TCR存在α和β链的形式,其结构上相似但是具有完全不同的解剖学定位和可能的功能。天然异质二聚体α和β链TCR的胞外部分由两条多肽组成,每条多肽具有膜近侧恒定区和膜远侧可变区。每个恒定区和可变区均包括链内二硫键。本文所用的术语“可变区”应理解为包括某给定TCR的所有不包含在TCRα链的TRAC基因或TCR β链的TRBC1或TRBC2基因所编码的恒定区内的氨基酸。可变区含有类似于抗体的互补决定区(complementaritydetermining region, CDR)的高度多态环。本文所使用的术语”特异性”或“抗原特异性”或对指定抗原”特异”指抗原识别构建体能特异性地结合并且免疫地识别所述抗原。过继性细胞免疫治疗(ACT)通过体外激活和扩增肿瘤特异或非特异性杀伤细胞达到抗肿瘤、抗感染或者治疗自身免疫疾病的目的。在体外利用病毒或者非病毒载体将特定抗原的特异TCR转导进入患者自体T细胞后,进一步在体外将特异性T细胞扩增至 108-109级别后回输至患者体内,以达到治疗目的。
巨细胞病毒(Cytomegalovirus,CMV)是一种疱疹病毒组DNA病毒,由于被感染的细胞会发生肿大,因此被命名为巨细胞病毒。
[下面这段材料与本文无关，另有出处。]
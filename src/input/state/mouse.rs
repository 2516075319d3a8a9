use crate::draw::SurfaceError;
use crate::input::{
    events::{MouseButton, PointerDisposition},
    text::TextSession,
    tool::Tool,
};
use crate::util::Point;
use log::{debug, warn};

use super::{DrawingState, InputState};

impl InputState {
    /// Processes a pointer press. `position` is in client coordinates.
    ///
    /// # Behavior
    /// - Cursor tool: the event passes through to whatever is under the canvas
    /// - Non-primary buttons are ignored
    /// - An open text box is committed first (focus moves to the click)
    /// - Text tool: opens a new text box at the click
    /// - Freehand tools: opens a stroke on the raster
    /// - Shape tools: records the start; nothing is drawn until the first move
    pub fn on_pointer_down(&mut self, button: MouseButton, position: Point) -> PointerDisposition {
        if self.tool == Tool::Cursor {
            if matches!(self.state, DrawingState::Typing(_)) {
                self.commit_text();
            }
            return PointerDisposition::PassThrough;
        }
        if button != MouseButton::Left {
            return PointerDisposition::Ignored;
        }
        if matches!(self.state, DrawingState::Drawing { .. }) {
            return PointerDisposition::Ignored;
        }
        if matches!(self.state, DrawingState::Typing(_)) {
            self.commit_text();
        }
        if !self.is_mounted() {
            debug!("Pointer press before mount ignored");
            return PointerDisposition::Ignored;
        }

        self.settle_restores();
        let point = self.to_canvas(position);
        let tool = self.tool;
        let style = self.style;

        if tool == Tool::Text {
            debug!("Text box opened at ({:.1}, {:.1})", point.x, point.y);
            self.state = DrawingState::Typing(TextSession::new(point, style));
            self.update_text_preview_dirty();
            self.needs_redraw = true;
            return PointerDisposition::Handled;
        }

        if tool.is_freehand()
            && let Some(surfaces) = self.surfaces.as_mut()
        {
            surfaces.raster.begin_stroke(point, tool, style);
        }
        self.state = DrawingState::Drawing {
            tool,
            style,
            start: point,
            current: point,
        };
        PointerDisposition::Handled
    }

    /// Processes pointer motion. `position` is in client coordinates.
    ///
    /// # Behavior
    /// - Freehand gesture: paints a segment from the last point
    /// - Shape gesture: redraws the preview from the start to this point
    pub fn on_pointer_move(&mut self, position: Point) -> PointerDisposition {
        let point = self.to_canvas(position);
        let DrawingState::Drawing { tool, current, .. } = &mut self.state else {
            return if self.tool == Tool::Cursor {
                PointerDisposition::PassThrough
            } else {
                PointerDisposition::Ignored
            };
        };
        *current = point;
        let tool = *tool;

        if let Err(err) = self.route_motion(tool, point) {
            warn!("Failed to draw {} gesture: {}", tool, err);
        }
        self.needs_redraw = true;
        PointerDisposition::Handled
    }

    fn route_motion(&mut self, tool: Tool, point: Point) -> Result<(), SurfaceError> {
        let surfaces = self.surfaces.as_mut().ok_or(SurfaceError::NotMounted)?;
        if tool.is_freehand() {
            let damage = surfaces.raster.extend_stroke(point)?;
            self.dirty_tracker.mark_optional_rect(damage);
        } else if let Some((outline, style)) = self.state.shape_outline() {
            surfaces.preview.redraw(&outline, &style)?;
            self.update_preview_dirty();
        }
        Ok(())
    }

    /// Processes a pointer release. Releasing the primary button ends and
    /// commits the gesture in progress.
    pub fn on_pointer_up(&mut self, button: MouseButton, _position: Point) -> PointerDisposition {
        if button != MouseButton::Left {
            return PointerDisposition::Ignored;
        }
        if matches!(self.state, DrawingState::Drawing { .. }) {
            self.finish_gesture();
            return PointerDisposition::Handled;
        }
        if self.tool == Tool::Cursor {
            PointerDisposition::PassThrough
        } else {
            PointerDisposition::Ignored
        }
    }

    /// The pointer left the canvas. A gesture in progress commits exactly as
    /// on release.
    pub fn on_pointer_leave(&mut self) -> PointerDisposition {
        if matches!(self.state, DrawingState::Drawing { .. }) {
            self.finish_gesture();
            PointerDisposition::Handled
        } else {
            PointerDisposition::Ignored
        }
    }

    /// Ends a pointer gesture and commits what it drew.
    ///
    /// Every stopped gesture records a history entry, even one whose pointer
    /// never moved.
    pub(crate) fn finish_gesture(&mut self) {
        let DrawingState::Drawing { tool, .. } = std::mem::replace(&mut self.state, DrawingState::Idle)
        else {
            return;
        };
        let result = self.commit_gesture(tool);
        self.clear_preview_dirty();
        match result {
            Ok(()) => debug!(
                "{} gesture committed, history index {}",
                tool,
                self.history.index()
            ),
            Err(err) => warn!("Failed to commit {} gesture: {}", tool, err),
        }
        self.needs_redraw = true;
    }

    fn commit_gesture(&mut self, tool: Tool) -> Result<(), SurfaceError> {
        let surfaces = self.surfaces.as_mut().ok_or(SurfaceError::NotMounted)?;
        if tool.is_freehand() {
            surfaces.raster.end_stroke();
        } else {
            surfaces.raster.commit_shape(&mut surfaces.preview)?;
        }
        self.record_commit()
    }

    /// Discards a pointer gesture without recording anything.
    ///
    /// Freehand ink already painted is reverted by re-applying the history
    /// cursor.
    pub(crate) fn abort_gesture(&mut self) {
        let DrawingState::Drawing { tool, .. } = std::mem::replace(&mut self.state, DrawingState::Idle)
        else {
            return;
        };
        if let Some(surfaces) = self.surfaces.as_mut() {
            if tool.is_freehand() {
                surfaces.raster.end_stroke();
            } else if let Err(err) = surfaces.preview.clear() {
                warn!("Failed to clear shape preview: {}", err);
            }
        }
        if tool.is_freehand() {
            self.apply_history_cursor();
            self.settle_restores();
        }
        self.clear_preview_dirty();
        self.dirty_tracker.mark_full();
        self.needs_redraw = true;
        debug!("{} gesture aborted", tool);
    }
}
由于 CMV感染的细胞还会形成巨大的核内包涵体,亦被称细胞包涵体病毒。CMV是人类最常见病原体之一,在人群中广泛流行,其在成人群体中的感染率可以高达50%-100%。在免疫系统正常的个体中, CMV的感染后通常不会出现任何临床症状,但是在无症状原发感染后,CMV病毒常常不能被完全清除,而在患者体内形成持续性地潜伏感染。如果携带CMV的个体免疫系统的功能被抑制,如艾滋病发病、器官移植后接受免疫抑制治疗,潜伏的CMV感染再度活化可导致严重甚至致死性疾病。
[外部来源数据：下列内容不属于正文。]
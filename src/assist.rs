//! Seam for an AI collaborator that describes drawings and paints backgrounds.
//!
//! No network client ships with the crate. Hosts implement [`Assistant`]
//! against their provider and feed generated images back through
//! [`InputState::set_background_image`].

use crate::draw::SurfaceError;
use crate::input::InputState;
use async_trait::async_trait;
use thiserror::Error;

/// Prompt used when the user asks for an analysis without typing one.
pub const DEFAULT_ANALYSIS_PROMPT: &str = "Describe what is drawn in this image in detail.";

/// Answer reported when the collaborator returns nothing.
pub const EMPTY_ANALYSIS: &str = "No analysis available.";

#[derive(Debug, Error)]
pub enum AssistError {
    #[error("a prompt is required to generate an image")]
    EmptyPrompt,

    #[error("no image data found in response")]
    NoImage,

    #[error("failed to export the drawing: {0}")]
    Export(#[from] SurfaceError),

    #[error("assistant request failed: {0}")]
    Request(String),
}

/// An image-understanding and image-generation collaborator.
#[async_trait]
pub trait Assistant: Send + Sync {
    /// Answers `prompt` about a PNG image.
    async fn analyze(&self, image_png: &[u8], prompt: &str) -> Result<String, AssistError>;

    /// Generates an image (any format the `image` crate decodes) from `prompt`.
    async fn generate(&self, prompt: &str) -> Result<Vec<u8>, AssistError>;
}

/// Asks the assistant about a drawing, substituting the default prompt and
/// the empty-answer text.
pub async fn analyze_drawing(
    assistant: &dyn Assistant,
    image_png: &[u8],
    prompt: &str,
) -> Result<String, AssistError> {
    let prompt = match prompt.trim() {
        "" => DEFAULT_ANALYSIS_PROMPT,
        trimmed => trimmed,
    };
    log::debug!("Requesting analysis ({} bytes): {}", image_png.len(), prompt);
    let answer = assistant.analyze(image_png, prompt).await?;
    if answer.trim().is_empty() {
        return Ok(EMPTY_ANALYSIS.to_string());
    }
    Ok(answer)
}

/// Generates a background image. Blank prompts are rejected without a request.
pub async fn generate_background(
    assistant: &dyn Assistant,
    prompt: &str,
) -> Result<Vec<u8>, AssistError> {
    let prompt = prompt.trim();
    if prompt.is_empty() {
        return Err(AssistError::EmptyPrompt);
    }
    let image = assistant.generate(prompt).await?;
    if image.is_empty() {
        return Err(AssistError::NoImage);
    }
    log::info!("Generated background image ({} bytes)", image.len());
    Ok(image)
}

/// Exports the committed drawing and asks the assistant about it.
pub async fn analyze_current_frame(
    state: &mut InputState,
    assistant: &dyn Assistant,
    prompt: &str,
) -> Result<String, AssistError> {
    let png = state.export_current_frame()?;
    analyze_drawing(assistant, &png, prompt).await
}

/// Generates a background and applies it to the engine.
pub async fn apply_generated_background(
    state: &mut InputState,
    assistant: &dyn Assistant,
    prompt: &str,
) -> Result<(), AssistError> {
    let image = generate_background(assistant, prompt).await?;
    state.set_background_image(Some(&image))?;
    Ok(())
}
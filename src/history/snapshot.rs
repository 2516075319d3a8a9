//! Self-contained history snapshot blobs.
//!
//! Layout: `b"LDSN"`, format version (u16 LE), width, height and stride
//! (u32 LE each), then the gzip-compressed ARGB32 pixel buffer. The encoding
//! is lossless; a decoded snapshot is byte-identical to the captured frame.

use crate::draw::{PixelFrame, SurfaceError};
use flate2::{Compression, bufread::GzDecoder, write::GzEncoder};
use std::io::{Read, Write};
use std::sync::Arc;

const MAGIC: &[u8; 4] = b"LDSN";
const CURRENT_VERSION: u16 = 1;
const HEADER_LEN: usize = 4 + 2 + 4 * 3;

/// An immutable full-surface capture. Cloning shares the underlying bytes.
#[derive(Clone, PartialEq, Eq)]
pub struct Snapshot(Arc<[u8]>);

impl std::fmt::Debug for Snapshot {
    fn fmt(&self, f: &mut std::fmt::Formatter<'_>) -> std::fmt::Result {
        let mut debug = f.debug_struct("Snapshot");
        if let Ok((width, height, _)) = self.header() {
            debug.field("width", &width).field("height", &height);
        }
        debug.field("bytes", &self.0.len()).finish()
    }
}

impl Snapshot {
    /// Compresses a captured frame into a snapshot blob.
    pub fn encode(frame: &PixelFrame) -> Result<Self, SurfaceError> {
        let mut blob = Vec::with_capacity(HEADER_LEN + frame.data().len() / 8);
        blob.extend_from_slice(MAGIC);
        blob.extend_from_slice(&CURRENT_VERSION.to_le_bytes());
        for value in [frame.width(), frame.height(), frame.stride()] {
            blob.extend_from_slice(&(value as u32).to_le_bytes());
        }

        let mut encoder = GzEncoder::new(blob, Compression::fast());
        encoder.write_all(frame.data())?;
        Ok(Self(encoder.finish()?.into()))
    }

    /// Wraps bytes produced by [`Snapshot::as_bytes`], checking the header.
    pub fn from_bytes(bytes: impl Into<Arc<[u8]>>) -> Result<Self, SurfaceError> {
        let snapshot = Self(bytes.into());
        snapshot.header()?;
        Ok(snapshot)
    }

    /// Decompresses the snapshot back into pixels.
    pub fn decode(&self) -> Result<PixelFrame, SurfaceError> {
        let (width, height, stride) = self.header()?;
        let expected = stride as usize * height as usize;
        let mut data = Vec::with_capacity(expected);
        GzDecoder::new(&self.0[HEADER_LEN..]).read_to_end(&mut data)?;
        PixelFrame::from_raw(width, height, stride, data)
    }

    pub fn as_bytes(&self) -> &[u8] {
        &self.0
    }

    /// Encoded size in bytes.
    pub fn len(&self) -> usize {
        self.0.len()
    }

    pub fn is_empty(&self) -> bool {
        self.0.is_empty()
    }

    /// Width and height recorded in the header.
    pub fn dimensions(&self) -> Result<(i32, i32), SurfaceError> {
        self.header().map(|(width, height, _)| (width, height))
    }

    fn header(&self) -> Result<(i32, i32, i32), SurfaceError> {
        let bytes = &self.0;
        if bytes.len() < HEADER_LEN || &bytes[..4] != MAGIC {
            return Err(SurfaceError::Decode("not a snapshot blob".into()));
        }
        let version = u16::from_le_bytes([bytes[4], bytes[5]]);
        if version != CURRENT_VERSION {
            return Err(SurfaceError::Decode(format!(
                "unsupported snapshot version {version}"
            )));
        }
        let field = |offset: usize| {
            let raw = u32::from_le_bytes([
                bytes[offset],
                bytes[offset + 1],
                bytes[offset + 2],
                bytes[offset + 3],
            ]);
            i32::try_from(raw).map_err(|_| SurfaceError::Decode(format!("header field {raw} out of range")))
        };
        Ok((field(6)?, field(10)?, field(14)?))
    }
}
目前,针对CMV病毒,现有技术通常利用CMV特异性TCR制备 TCR-T细胞,将其回输患者后,则可让CMV再活化的患者获得有效的即时抗病毒能力,清除本次再活的病毒。而接受CMV特异性TCR-T 回输的患者还能获得持久的抗病毒能力,能显著降低随后再活化的机率。此外CMV的感染还可能与部分肿瘤的发病和进展有关。例如,一半的胶质细胞瘤组织中,可以检测到CMV-pp65抗原;初步的临床研究也显示CMV-pp65疫苗可延长脑胶质瘤患者的无进展生存期及总体生存率。因此,靶向CMV-pp65的TCR也有可能应用于治疗CMV相关的恶性肿瘤。
发明内容
为了至少解决一种现有技术存在的技术问题,本发明提供一种特异性识别巨细胞病毒的T细胞受体及其应用。
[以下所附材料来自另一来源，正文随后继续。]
//! Cairo-based rendering functions for outlines and text.

use super::font::FontDescriptor;
use super::shape::ShapeOutline;
use super::style::Style;
use crate::util::{self, Point};

/// Strokes a single shape outline with the given style.
///
/// Outlines are drawn at full alpha with round caps and joins; a circle with
/// zero radius draws nothing.
pub fn render_outline(ctx: &cairo::Context, outline: &ShapeOutline, style: &Style) -> Result<(), cairo::Error> {
    ctx.save()?;
    style.color.apply_source(ctx, 1.0);
    ctx.set_line_width(style.width);
    ctx.set_line_cap(cairo::LineCap::Round);
    ctx.set_line_join(cairo::LineJoin::Round);

    match *outline {
        ShapeOutline::Rectangle { corner, opposite } => {
            let (x, y, w, h) = ShapeOutline::normalized_rect(corner, opposite);
            ctx.rectangle(x, y, w, h);
        }
        ShapeOutline::Circle { center, radius } => {
            if radius <= 0.0 {
                return ctx.restore();
            }
            ctx.new_sub_path();
            ctx.arc(center.x, center.y, radius, 0.0, 2.0 * std::f64::consts::PI);
        }
        ShapeOutline::Line { from, to } => {
            ctx.move_to(from.x, from.y);
            ctx.line_to(to.x, to.y);
        }
        ShapeOutline::Arrow { from, to } => {
            ctx.move_to(from.x, from.y);
            ctx.line_to(to.x, to.y);
            // Head strokes fan back from the tip.
            for end in util::calculate_arrowhead(from, to, style.width) {
                ctx.move_to(to.x, to.y);
                ctx.line_to(end.x, end.y);
            }
        }
    }

    ctx.stroke()?;
    ctx.restore()
}

/// Creates a Pango layout for one line of text at the given stroke width.
fn line_layout(ctx: &cairo::Context, font: &FontDescriptor, width: f64, text: &str) -> pango::Layout {
    let layout = pangocairo::functions::create_layout(ctx);
    let description = font.to_pango(util::text_font_size(width));
    layout.set_font_description(Some(&description));
    layout.set_text(text);
    layout
}

/// Renders multi-line text with each line's top edge at its line origin.
///
/// Lines are split on `\n`, left-aligned at `anchor.x`, and spaced by
/// [`util::text_line_height`] rather than font metrics so placement depends
/// only on the stroke width.
pub fn render_text_lines(
    ctx: &cairo::Context,
    anchor: Point,
    content: &str,
    style: &Style,
    font: &FontDescriptor,
) -> Result<(), cairo::Error> {
    ctx.save()?;
    // Gray antialiasing; subpixel fringes on transparent surfaces.
    ctx.set_antialias(cairo::Antialias::Gray);
    style.color.apply_source(ctx, 1.0);

    for (origin, line) in util::text_line_origins(anchor, content, style.width) {
        if line.is_empty() {
            continue;
        }
        let layout = line_layout(ctx, font, style.width, line);
        ctx.move_to(origin.x, origin.y);
        pangocairo::functions::show_layout(ctx, &layout);
    }

    ctx.restore()
}

pub(crate) const TEXT_BOX_MIN_WIDTH: f64 = 200.0;
pub(crate) const TEXT_BOX_MIN_HEIGHT: f64 = 50.0;

/// Draws the in-progress text box: the content, a dashed frame and a caret
/// after the last character.
///
/// Used only for host compositing; nothing here touches the raster.
pub fn render_text_preview(
    ctx: &cairo::Context,
    anchor: Point,
    content: &str,
    style: &Style,
    font: &FontDescriptor,
) -> Result<(), cairo::Error> {
    render_text_lines(ctx, anchor, content, style, font)?;

    let origins = util::text_line_origins(anchor, content, style.width);
    let line_height = util::text_line_height(style.width);
    let mut box_width = TEXT_BOX_MIN_WIDTH;
    let mut caret = anchor;
    for (origin, line) in &origins {
        let layout = line_layout(ctx, font, style.width, line);
        let (_, logical) = layout.pixel_extents();
        box_width = box_width.max(logical.width() as f64);
        caret = Point::new(origin.x + logical.width() as f64, origin.y);
    }

    ctx.save()?;
    style.color.apply_source(ctx, 0.6);
    ctx.set_line_width(1.0);
    ctx.set_dash(&[4.0, 3.0], 0.0);
    let padding = 4.0;
    ctx.rectangle(
        anchor.x - padding,
        anchor.y - padding,
        box_width + padding * 2.0,
        (origins.len() as f64 * line_height).max(TEXT_BOX_MIN_HEIGHT) + padding * 2.0,
    );
    ctx.stroke()?;

    ctx.set_dash(&[], 0.0);
    style.color.apply_source(ctx, 1.0);
    ctx.set_line_width(2.0_f64.max(style.width / 4.0));
    ctx.move_to(caret.x + 1.0, caret.y);
    ctx.line_to(caret.x + 1.0, caret.y + util::text_font_size(style.width));
    ctx.stroke()?;
    ctx.restore()
}
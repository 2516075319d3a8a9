//! Keyboard modifier state tracking.

use serde::{Deserialize, Serialize};

/// Keyboard modifier state attached to key events.
#[derive(Debug, Clone, Copy, Default, PartialEq, Eq, Serialize, Deserialize)]
#[serde(default)]
pub struct Modifiers {
    /// Shift key pressed
    pub shift: bool,
    /// Ctrl key pressed
    pub ctrl: bool,
    /// Alt key pressed
    pub alt: bool,
    /// Super/Meta key pressed
    pub meta: bool,
}

impl Modifiers {
    /// Creates a new Modifiers instance with all keys released.
    pub fn new() -> Self {
        Self::default()
    }

    pub fn shift() -> Self {
        Self {
            shift: true,
            ..Self::default()
        }
    }

    /// True when any modifier is held.
    ///
    /// A modified Return inserts a line break into text instead of committing it.
    pub fn any(&self) -> bool {
        self.shift || self.ctrl || self.alt || self.meta
    }
}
第一方面,本发明提供一种T细胞受体,所述T细胞受体包含可变区Va和可变区Vβ,所述可变区Va的CDR3的氨基酸序列包括: ILSNNNDMR;所述可变区Vβ的CDR3的氨基酸序列包括: AWSVSDLLNTEAF。
进一步地,所述可变区Va包括如下互补决定区:
CDR1:TISGTDY(SEQ ID NO:1);CDR2:GLTSN(SEQ ID NO:2); CDR3:ILSNNNDMR(SEQID NO:3);所述可变区Vβ包括如下互补决定区:
CDR1:GTSNPN(SEQ ID NO:4);CDR2:SVGIG(SEQ ID NO:5); CDR3:AWSVSDLLNTEAF(SEQ ID NO:6)。
进一步地,所述可变区Va包括如SEQ ID NO:7所述的氨基酸序列;和/或,所述可变区Vβ包括如SEQ ID NO:11所述的氨基酸序列。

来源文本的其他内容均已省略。